Here is a block of entries. Write out its lines exactly, from the first through the one containing "permissions 클레임이 발급됩니다.".

*** Opening of EXERCISE INPUTS ***

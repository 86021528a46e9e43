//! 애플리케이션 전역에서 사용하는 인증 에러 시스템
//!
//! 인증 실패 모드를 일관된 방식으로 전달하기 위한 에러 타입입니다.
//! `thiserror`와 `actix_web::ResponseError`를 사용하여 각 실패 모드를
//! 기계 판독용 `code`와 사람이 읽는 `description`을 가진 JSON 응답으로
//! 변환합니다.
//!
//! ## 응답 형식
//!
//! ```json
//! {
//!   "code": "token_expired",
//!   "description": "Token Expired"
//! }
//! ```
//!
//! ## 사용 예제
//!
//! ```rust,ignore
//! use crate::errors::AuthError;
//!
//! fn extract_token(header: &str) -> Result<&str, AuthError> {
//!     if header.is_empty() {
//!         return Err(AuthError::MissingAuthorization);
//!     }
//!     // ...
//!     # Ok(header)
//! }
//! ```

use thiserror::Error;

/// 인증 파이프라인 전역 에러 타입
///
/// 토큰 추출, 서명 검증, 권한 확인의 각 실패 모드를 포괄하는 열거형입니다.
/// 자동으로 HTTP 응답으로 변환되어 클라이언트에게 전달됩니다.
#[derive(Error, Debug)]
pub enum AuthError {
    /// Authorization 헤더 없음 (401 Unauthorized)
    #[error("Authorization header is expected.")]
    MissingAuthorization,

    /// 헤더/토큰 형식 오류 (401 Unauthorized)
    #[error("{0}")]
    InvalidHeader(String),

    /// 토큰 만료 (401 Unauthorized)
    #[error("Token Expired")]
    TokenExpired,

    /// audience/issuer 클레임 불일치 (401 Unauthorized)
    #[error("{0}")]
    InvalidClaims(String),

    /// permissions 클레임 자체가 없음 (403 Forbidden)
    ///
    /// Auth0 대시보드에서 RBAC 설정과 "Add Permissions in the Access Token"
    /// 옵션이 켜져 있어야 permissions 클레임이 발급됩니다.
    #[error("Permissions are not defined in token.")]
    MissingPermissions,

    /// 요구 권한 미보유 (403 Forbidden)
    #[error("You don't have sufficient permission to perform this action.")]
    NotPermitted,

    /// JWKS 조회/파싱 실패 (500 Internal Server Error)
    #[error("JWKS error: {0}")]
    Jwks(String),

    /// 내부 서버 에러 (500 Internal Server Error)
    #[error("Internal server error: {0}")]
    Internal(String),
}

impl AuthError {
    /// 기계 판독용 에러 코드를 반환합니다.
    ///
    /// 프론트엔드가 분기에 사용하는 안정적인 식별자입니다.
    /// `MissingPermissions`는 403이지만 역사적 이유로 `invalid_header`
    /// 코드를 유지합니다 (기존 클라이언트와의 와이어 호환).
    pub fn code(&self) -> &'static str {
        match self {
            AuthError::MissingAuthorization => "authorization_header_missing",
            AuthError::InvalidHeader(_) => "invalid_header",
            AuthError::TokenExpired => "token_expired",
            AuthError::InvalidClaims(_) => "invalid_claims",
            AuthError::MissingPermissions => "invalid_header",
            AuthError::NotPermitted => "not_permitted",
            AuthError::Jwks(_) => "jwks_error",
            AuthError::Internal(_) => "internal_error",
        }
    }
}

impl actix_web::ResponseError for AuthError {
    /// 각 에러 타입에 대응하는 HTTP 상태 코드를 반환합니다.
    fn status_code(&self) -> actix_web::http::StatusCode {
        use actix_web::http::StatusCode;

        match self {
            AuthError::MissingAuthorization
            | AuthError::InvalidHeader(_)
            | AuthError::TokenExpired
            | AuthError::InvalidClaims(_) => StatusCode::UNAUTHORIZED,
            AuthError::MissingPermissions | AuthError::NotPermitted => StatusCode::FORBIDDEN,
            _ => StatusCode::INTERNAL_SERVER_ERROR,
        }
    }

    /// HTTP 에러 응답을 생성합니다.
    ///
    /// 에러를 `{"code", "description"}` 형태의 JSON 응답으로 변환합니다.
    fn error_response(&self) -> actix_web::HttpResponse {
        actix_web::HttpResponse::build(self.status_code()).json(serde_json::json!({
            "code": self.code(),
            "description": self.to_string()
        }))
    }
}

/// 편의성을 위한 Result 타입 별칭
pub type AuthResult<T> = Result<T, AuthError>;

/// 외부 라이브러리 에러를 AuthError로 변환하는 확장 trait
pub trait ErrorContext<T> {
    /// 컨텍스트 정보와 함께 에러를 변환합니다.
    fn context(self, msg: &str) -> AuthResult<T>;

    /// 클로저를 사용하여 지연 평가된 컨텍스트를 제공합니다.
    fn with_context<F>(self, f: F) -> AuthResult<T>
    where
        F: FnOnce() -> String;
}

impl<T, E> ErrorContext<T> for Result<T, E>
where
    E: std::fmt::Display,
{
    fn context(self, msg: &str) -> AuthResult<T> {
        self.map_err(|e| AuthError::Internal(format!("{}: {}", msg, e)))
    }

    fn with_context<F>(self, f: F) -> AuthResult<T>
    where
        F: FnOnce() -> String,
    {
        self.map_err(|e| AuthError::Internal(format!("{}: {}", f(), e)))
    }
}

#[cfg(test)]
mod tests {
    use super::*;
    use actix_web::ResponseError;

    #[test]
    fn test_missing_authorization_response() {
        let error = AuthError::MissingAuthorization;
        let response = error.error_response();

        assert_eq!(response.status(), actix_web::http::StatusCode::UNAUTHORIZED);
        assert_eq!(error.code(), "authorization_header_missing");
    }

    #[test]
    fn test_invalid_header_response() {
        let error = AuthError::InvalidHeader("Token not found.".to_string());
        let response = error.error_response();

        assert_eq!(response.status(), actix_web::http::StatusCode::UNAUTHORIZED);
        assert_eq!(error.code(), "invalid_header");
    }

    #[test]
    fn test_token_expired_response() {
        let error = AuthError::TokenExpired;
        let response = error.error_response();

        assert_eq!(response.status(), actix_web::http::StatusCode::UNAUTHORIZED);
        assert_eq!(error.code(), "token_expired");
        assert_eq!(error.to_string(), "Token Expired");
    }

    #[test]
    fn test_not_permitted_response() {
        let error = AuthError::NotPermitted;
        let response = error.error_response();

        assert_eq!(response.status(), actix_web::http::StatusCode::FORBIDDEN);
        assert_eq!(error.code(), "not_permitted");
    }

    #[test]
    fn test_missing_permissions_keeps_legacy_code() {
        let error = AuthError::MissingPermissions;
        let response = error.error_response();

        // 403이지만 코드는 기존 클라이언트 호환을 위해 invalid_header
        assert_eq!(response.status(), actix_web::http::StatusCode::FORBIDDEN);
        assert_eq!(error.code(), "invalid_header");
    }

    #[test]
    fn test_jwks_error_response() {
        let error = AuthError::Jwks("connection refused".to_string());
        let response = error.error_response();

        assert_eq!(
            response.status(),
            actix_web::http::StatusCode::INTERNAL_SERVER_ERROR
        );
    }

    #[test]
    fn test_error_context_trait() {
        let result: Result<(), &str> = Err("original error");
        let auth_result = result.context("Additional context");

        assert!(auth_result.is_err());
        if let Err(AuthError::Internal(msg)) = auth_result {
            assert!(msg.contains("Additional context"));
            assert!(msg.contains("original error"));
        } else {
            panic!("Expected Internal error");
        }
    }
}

*** Close of EXERCISE INPUTS ***

▸ RESPONSE TO THE EXERCISE
repository 86021528a46e9e43
//! 애플리케이션 전역에서 사용하는 인증 에러 시스템
//!
//! 인증 실패 모드를 일관된 방식으로 전달하기 위한 에러 타입입니다.
//! `thiserror`와 `actix_web::ResponseError`를 사용하여 각 실패 모드를
//! 기계 판독용 `code`와 사람이 읽는 `description`을 가진 JSON 응답으로
//! 변환합니다.
//!
//! ## 응답 형식
//!
//! ```json
//! {
//!   "code": "token_expired",
//!   "description": "Token Expired"
//! }
//! ```
//!
//! ## 사용 예제
//!
//! ```rust,ignore
//! use crate::errors::AuthError;
//!
//! fn extract_token(header: &str) -> Result<&str, AuthError> {
//!     if header.is_empty() {
//!         return Err(AuthError::MissingAuthorization);
//!     }
//!     // ...
//!     # Ok(header)
//! }
//! ```

use thiserror::Error;

/// 인증 파이프라인 전역 에러 타입
///
/// 토큰 추출, 서명 검증, 권한 확인의 각 실패 모드를 포괄하는 열거형입니다.
/// 자동으로 HTTP 응답으로 변환되어 클라이언트에게 전달됩니다.
#[derive(Error, Debug)]
pub enum AuthError {
    /// Authorization 헤더 없음 (401 Unauthorized)
    #[error("Authorization header is expected.")]
    MissingAuthorization,

    /// 헤더/토큰 형식 오류 (401 Unauthorized)
    #[error("{0}")]
    InvalidHeader(String),

    /// 토큰 만료 (401 Unauthorized)
    #[error("Token Expired")]
    TokenExpired,

    /// audience/issuer 클레임 불일치 (401 Unauthorized)
    #[error("{0}")]
    InvalidClaims(String),

    /// permissions 클레임 자체가 없음 (403 Forbidden)
    ///
    /// Auth0 대시보드에서 RBAC 설정과 "Add Permissions in the Access Token"
    /// 옵션이 켜져 있어야 permissions 클레임이 발급됩니다.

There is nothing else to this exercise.